To do: Each entry must be restated word for word, with nothing omitted.

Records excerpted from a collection
______________________________
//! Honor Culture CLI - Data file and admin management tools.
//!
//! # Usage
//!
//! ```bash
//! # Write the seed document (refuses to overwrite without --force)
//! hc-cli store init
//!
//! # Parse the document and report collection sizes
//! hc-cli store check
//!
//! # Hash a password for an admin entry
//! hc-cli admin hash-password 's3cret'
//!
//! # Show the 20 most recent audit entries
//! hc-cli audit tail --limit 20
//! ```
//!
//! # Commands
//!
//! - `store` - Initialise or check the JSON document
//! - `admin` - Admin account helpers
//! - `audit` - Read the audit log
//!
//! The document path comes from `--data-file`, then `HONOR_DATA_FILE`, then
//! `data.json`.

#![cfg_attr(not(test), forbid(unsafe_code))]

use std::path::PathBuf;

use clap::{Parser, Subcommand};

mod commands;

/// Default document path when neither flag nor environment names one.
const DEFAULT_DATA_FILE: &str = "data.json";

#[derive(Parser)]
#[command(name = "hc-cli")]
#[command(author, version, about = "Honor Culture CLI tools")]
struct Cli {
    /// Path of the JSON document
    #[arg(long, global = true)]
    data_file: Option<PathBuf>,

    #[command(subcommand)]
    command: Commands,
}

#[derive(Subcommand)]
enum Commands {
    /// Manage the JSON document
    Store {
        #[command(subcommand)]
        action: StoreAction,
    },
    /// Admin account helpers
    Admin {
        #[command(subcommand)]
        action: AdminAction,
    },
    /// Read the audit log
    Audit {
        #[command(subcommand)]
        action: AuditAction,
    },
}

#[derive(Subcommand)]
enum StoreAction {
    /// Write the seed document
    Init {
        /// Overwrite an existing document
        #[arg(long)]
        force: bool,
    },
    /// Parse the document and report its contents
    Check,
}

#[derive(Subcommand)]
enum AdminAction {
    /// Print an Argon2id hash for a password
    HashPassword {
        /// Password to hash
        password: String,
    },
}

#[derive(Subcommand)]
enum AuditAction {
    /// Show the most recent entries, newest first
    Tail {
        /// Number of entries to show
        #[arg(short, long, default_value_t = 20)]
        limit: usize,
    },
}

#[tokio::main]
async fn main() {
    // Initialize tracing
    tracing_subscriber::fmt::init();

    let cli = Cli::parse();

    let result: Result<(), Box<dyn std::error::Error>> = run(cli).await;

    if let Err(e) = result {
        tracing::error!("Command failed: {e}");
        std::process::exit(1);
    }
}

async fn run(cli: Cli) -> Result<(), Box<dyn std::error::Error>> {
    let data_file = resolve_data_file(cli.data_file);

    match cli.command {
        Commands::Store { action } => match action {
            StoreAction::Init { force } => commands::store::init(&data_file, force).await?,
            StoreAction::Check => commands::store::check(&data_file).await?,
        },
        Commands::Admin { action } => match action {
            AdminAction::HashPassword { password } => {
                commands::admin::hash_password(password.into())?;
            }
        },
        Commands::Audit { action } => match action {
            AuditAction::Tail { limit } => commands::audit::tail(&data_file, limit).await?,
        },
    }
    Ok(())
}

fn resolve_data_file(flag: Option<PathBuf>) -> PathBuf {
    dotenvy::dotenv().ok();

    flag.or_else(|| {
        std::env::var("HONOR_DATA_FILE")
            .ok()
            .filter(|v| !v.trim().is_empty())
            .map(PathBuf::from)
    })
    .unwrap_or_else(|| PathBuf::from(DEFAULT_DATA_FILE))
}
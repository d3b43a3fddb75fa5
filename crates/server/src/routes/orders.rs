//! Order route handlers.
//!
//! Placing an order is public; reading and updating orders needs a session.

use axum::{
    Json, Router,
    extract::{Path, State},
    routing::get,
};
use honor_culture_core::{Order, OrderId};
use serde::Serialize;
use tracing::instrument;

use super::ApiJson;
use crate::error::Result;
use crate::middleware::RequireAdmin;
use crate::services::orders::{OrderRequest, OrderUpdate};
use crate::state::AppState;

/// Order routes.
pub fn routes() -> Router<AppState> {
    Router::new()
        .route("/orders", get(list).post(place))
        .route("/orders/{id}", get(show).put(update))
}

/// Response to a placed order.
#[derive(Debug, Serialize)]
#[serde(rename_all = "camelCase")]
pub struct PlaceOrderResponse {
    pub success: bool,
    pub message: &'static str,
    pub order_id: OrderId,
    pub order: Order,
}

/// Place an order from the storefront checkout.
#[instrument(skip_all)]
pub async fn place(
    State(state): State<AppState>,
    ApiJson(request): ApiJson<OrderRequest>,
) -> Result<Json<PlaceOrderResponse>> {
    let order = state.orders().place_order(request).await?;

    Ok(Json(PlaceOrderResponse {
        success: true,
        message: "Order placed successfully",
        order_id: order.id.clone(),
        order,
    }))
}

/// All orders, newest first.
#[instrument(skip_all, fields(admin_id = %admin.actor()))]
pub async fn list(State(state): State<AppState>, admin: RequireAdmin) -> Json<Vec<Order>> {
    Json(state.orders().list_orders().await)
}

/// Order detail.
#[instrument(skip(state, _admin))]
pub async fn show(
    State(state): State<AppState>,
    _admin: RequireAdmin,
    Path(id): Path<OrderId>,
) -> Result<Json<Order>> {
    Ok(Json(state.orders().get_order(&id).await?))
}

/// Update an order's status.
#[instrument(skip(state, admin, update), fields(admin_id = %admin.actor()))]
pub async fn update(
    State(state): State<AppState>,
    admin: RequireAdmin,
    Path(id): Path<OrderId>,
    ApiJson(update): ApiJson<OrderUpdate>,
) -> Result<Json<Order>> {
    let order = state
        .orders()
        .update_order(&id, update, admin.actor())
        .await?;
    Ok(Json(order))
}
______________________________
Solution to the problem:
//! Honor Culture CLI - Data file and admin management tools.
//!
//! # Usage
//!
//! ```bash
//! # Write the seed document (refuses to overwrite without --force)
//! hc-cli store init
//!
//! # Parse the document and report collection sizes
//! hc-cli store check
//!
//! # Hash a password for an admin entry
//! hc-cli admin hash-password 's3cret'
//!
//! # Show the 20 most recent audit entries
//! hc-cli audit tail --limit 20
//! ```
//!
//! # Commands
//!
//! - `store` - Initialise or check the JSON document
//! - `admin` - Admin account helpers
//! - `audit` - Read the audit log
//!
//! The document path comes from `--data-file`, then `HONOR_DATA_FILE`, then
//! `data.json`.

#![cfg_attr(not(test), forbid(unsafe_code))]

use std::path::PathBuf;

use clap::{Parser, Subcommand};

mod commands;

/// Default document path when neither flag nor environment names one.
const DEFAULT_DATA_FILE: &str = "data.json";

#[derive(Parser)]
#[command(name = "hc-cli")]
#[command(author, version, about = "Honor Culture CLI tools")]
struct Cli {
    /// Path of the JSON document
    #[arg(long, global = true)]
    data_file: Option<PathBuf>,

    #[command(subcommand)]
    command: Commands,
}

#[derive(Subcommand)]
enum Commands {
    /// Manage the JSON document
    Store {
        #[command(subcommand)]
        action: StoreAction,
    },
    /// Admin account helpers
    Admin {
        #[command(subcommand)]
        action: AdminAction,
    },
    /// Read the audit log
    Audit {
        #[command(subcommand)]
        action: AuditAction,
    },
}

#[derive(Subcommand)]
enum StoreAction {
    /// Write the seed document
    Init {
        /// Overwrite an existing document
        #[arg(long)]
        force: bool,
    },
    /// Parse the document and report its contents
    Check,
}

#[derive(Subcommand)]
enum AdminAction {
    /// Print an Argon2id hash for a password
    HashPassword {
        /// Password to hash
        password: String,
    },
}

#[derive(Subcommand)]
enum AuditAction {
    /// Show the most recent entries, newest first
    Tail {
        /// Number of entries to show
        #[arg(short, long, default_value_t = 20)]
        limit: usize,
    },
}

#[tokio::main]
async fn main() {
    // Initialize tracing
    tracing_subscriber::fmt::init();

    let cli = Cli::parse();

    let result: Result<(), Box<dyn std::error::Error>> = run(cli).await;

    if let Err(e) = result {
        tracing::error!("Command failed: {e}");
        std::process::exit(1);
    }
}

async fn run(cli: Cli) -> Result<(), Box<dyn std::error::Error>> {
    let data_file = resolve_data_file(cli.data_file);

    match cli.command {
        Commands::Store { action } => match action {
            StoreAction::Init { force } => commands::store::init(&data_file, force).await?,
            StoreAction::Check => commands::store::check(&data_file).await?,
        },
        Commands::Admin { action } => match action {
            AdminAction::HashPassword { password } => {
                commands::admin::hash_password(password.into())?;
            }
        },
        Commands::Audit { action } => match action {
            AuditAction::Tail { limit } => commands::audit::tail(&data_file, limit).await?,
        },
    }
    Ok(())
}

fn resolve_data_file(flag: Option<PathBuf>) -> PathBuf {
    dotenvy::dotenv().ok();

    flag.or_else(|| {
        std::env::var("HONOR_DATA_FILE")
            .ok()
            .filter(|v| !v.trim().is_empty())
            .map(PathBuf::from)
    })
    .unwrap_or_else(|| PathBuf::from(DEFAULT_DATA_FILE))
}
repository d3b43a3fddb75fa5
filename crates/server/src/routes/orders.rs
//! Order route handlers.
//!
//! Placing an order is public; reading and updating orders needs a session.

use axum::{
    Json, Router,
    extract::{Path, State},
    routing::get,
};
use honor_culture_core::{Order, OrderId};
use serde::Serialize;
use tracing::instrument;

use super::ApiJson;
use crate::error::Result;
use crate::middleware::RequireAdmin;
use crate::services::orders::{OrderRequest, OrderUpdate};
use crate::state::AppState;

/// Order routes.
pub fn routes() -> Router<AppState> {
    Router::new()
        .route("/orders", get(list).post(place))
        .route("/orders/{id}", get(show).put(update))
}

/// Response to a placed order.
#[derive(Debug, Serialize)]
#[serde(rename_all = "camelCase")]
pub struct PlaceOrderResponse {
    pub success: bool,
    pub message: &'static str,
    pub order_id: OrderId,
    pub order: Order,
}

/// Place an order from the storefront checkout.
#[instrument(skip_all)]
pub async fn place(
    State(state): State<AppState>,
    ApiJson(request): ApiJson<OrderRequest>,
) -> Result<Json<PlaceOrderResponse>> {
    let order = state.orders().place_order(request).await?;

    Ok(Json(PlaceOrderResponse {
        success: true,
        message: "Order placed successfully",
        order_id: order.id.clone(),
        order,
    }))
}

/// All orders, newest first.
#[instrument(skip_all, fields(admin_id = %admin.actor()))]
pub async fn list(State(state): State<AppState>, admin: RequireAdmin) -> Json<Vec<Order>> {
    Json(state.orders().list_orders().await)
}

/// Order detail.
#[instrument(skip(state, _admin))]
pub async fn show(
    State(state): State<AppState>,
    _admin: RequireAdmin,
    Path(id): Path<OrderId>,
) -> Result<Json<Order>> {
    Ok(Json(state.orders().get_order(&id).await?))
}

/// Update an order's status.
#[instrument(skip(state, admin, update), fields(admin_id = %admin.actor()))]
pub async fn update(
    State(state): State<AppState>,
    admin: RequireAdmin,
    Path(id): Path<OrderId>,
    ApiJson(update): ApiJson<OrderUpdate>,
) -> Result<Json<Order>> {
    let order = state
        .orders()
        .update_order(&id, update, admin.actor())
        .await?;
    Ok(Json(order))
}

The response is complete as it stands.